Sure, here's how you can calculate it:

  1. First, you need to understand the formula for compound interest, which is A = P (1 + r/n)^(nt). In this formula:

    • A is the amount of money accumulated after n years, including interest.
    • P is the principal amount (the initial amount of money).
    • r is the annual interest rate (in decimal).
    • n is the number of times that interest is compounded per year.
    • t is the time the money is invested for in years.
  2. Now, plug in the given values into the formula. In this case:

    • P = Php1,500
    • r = 3.5/100 = 0.035 (you divide by 100 to convert the percentage into a decimal)
    • n = 4 (since the interest is compounded quarterly)
    • t = 3
  3. Substituting these values into the formula gives you A = 1500 (1 + 0.035/4)^(4*3).

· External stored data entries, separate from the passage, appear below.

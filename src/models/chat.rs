use crate::models::{FeatureInstruction, Intent};
use serde::{Deserialize, Serialize};
use serde_json::Value;

#[derive(Debug, Clone, Copy, PartialEq, Eq, Serialize, Deserialize)]
#[serde(rename_all = "lowercase")]
pub enum Role {
    User,
    Assistant,
    System,
}

#[derive(Debug, Clone, PartialEq, Serialize, Deserialize)]
pub struct ChatMessage {
    pub role: Role,
    pub content: String,
}

impl ChatMessage {
    pub fn user(content: impl Into<String>) -> Self {
        Self { role: Role::User, content: content.into() }
    }

    pub fn assistant(content: impl Into<String>) -> Self {
        Self { role: Role::Assistant, content: content.into() }
    }
}

fn default_locale() -> Option<String> {
    Some("vi-VN".to_string())
}

#[derive(Debug, Clone, PartialEq, Serialize, Deserialize)]
pub struct ChatMetadata {
    #[serde(default)]
    pub user_id: Option<String>,
    #[serde(default)]
    pub session_id: Option<String>,
    #[serde(default = "default_locale")]
    pub locale: Option<String>,
}

impl Default for ChatMetadata {
    fn default() -> Self {
        Self { user_id: None, session_id: None, locale: default_locale() }
    }
}

/// POST /chat request body
#[derive(Debug, Clone, Deserialize, Serialize)]
pub struct ChatRequest {
    pub messages: Vec<ChatMessage>,
    #[serde(default)]
    pub meta: Option<ChatMetadata>,
}

/// Follow-up prompt the client can render as a button
#[derive(Debug, Clone, PartialEq, Eq, Serialize, Deserialize)]
pub struct SuggestionMessage {
    pub text: String,
    /// `query:<text>`, `buy:<SYM>`, `confirm:buy:<SYM>`, `help`, ...
    pub action: String,
    pub icon: String,
}

impl SuggestionMessage {
    pub fn new(text: impl Into<String>, action: impl Into<String>, icon: &str) -> Self {
        Self { text: text.into(), action: action.into(), icon: icon.to_string() }
    }
}

/// POST /chat response body
#[derive(Debug, Clone, Serialize, Deserialize)]
pub struct ChatResponse {
    pub reply: String,
    #[serde(default)]
    pub ui_effects: Vec<FeatureInstruction>,
    #[serde(default)]
    pub suggestions: Vec<SuggestionMessage>,
    #[serde(default, skip_serializing_if = "Option::is_none")]
    pub intent: Option<Intent>,
    #[serde(default, skip_serializing_if = "Option::is_none")]
    pub raw_agent_output: Option<Value>,
}
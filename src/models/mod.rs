mod chat;
mod intent;
mod tool;
pub mod ui;

pub use chat::{ChatMessage, ChatMetadata, ChatRequest, ChatResponse, Role, SuggestionMessage};
pub use intent::Intent;
pub use tool::{ToolContext, ToolSource, ToolSpec};
pub use ui::FeatureInstruction;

  4. Simplify the equation inside the parentheses to get A = 1500 (1 + 0.00875)^(12).

  5. Further simplifying gives you A = 1500 * 1.00875^(12).

  6. Calculating 1.00875^(12) gives you approximately 1.1086.

  7. Finally, multiply this by the initial amount to get A = 1500 * 1.1086 = Php1,662.90.

So, after 3 years, your balance will be approximately Php1,662.90.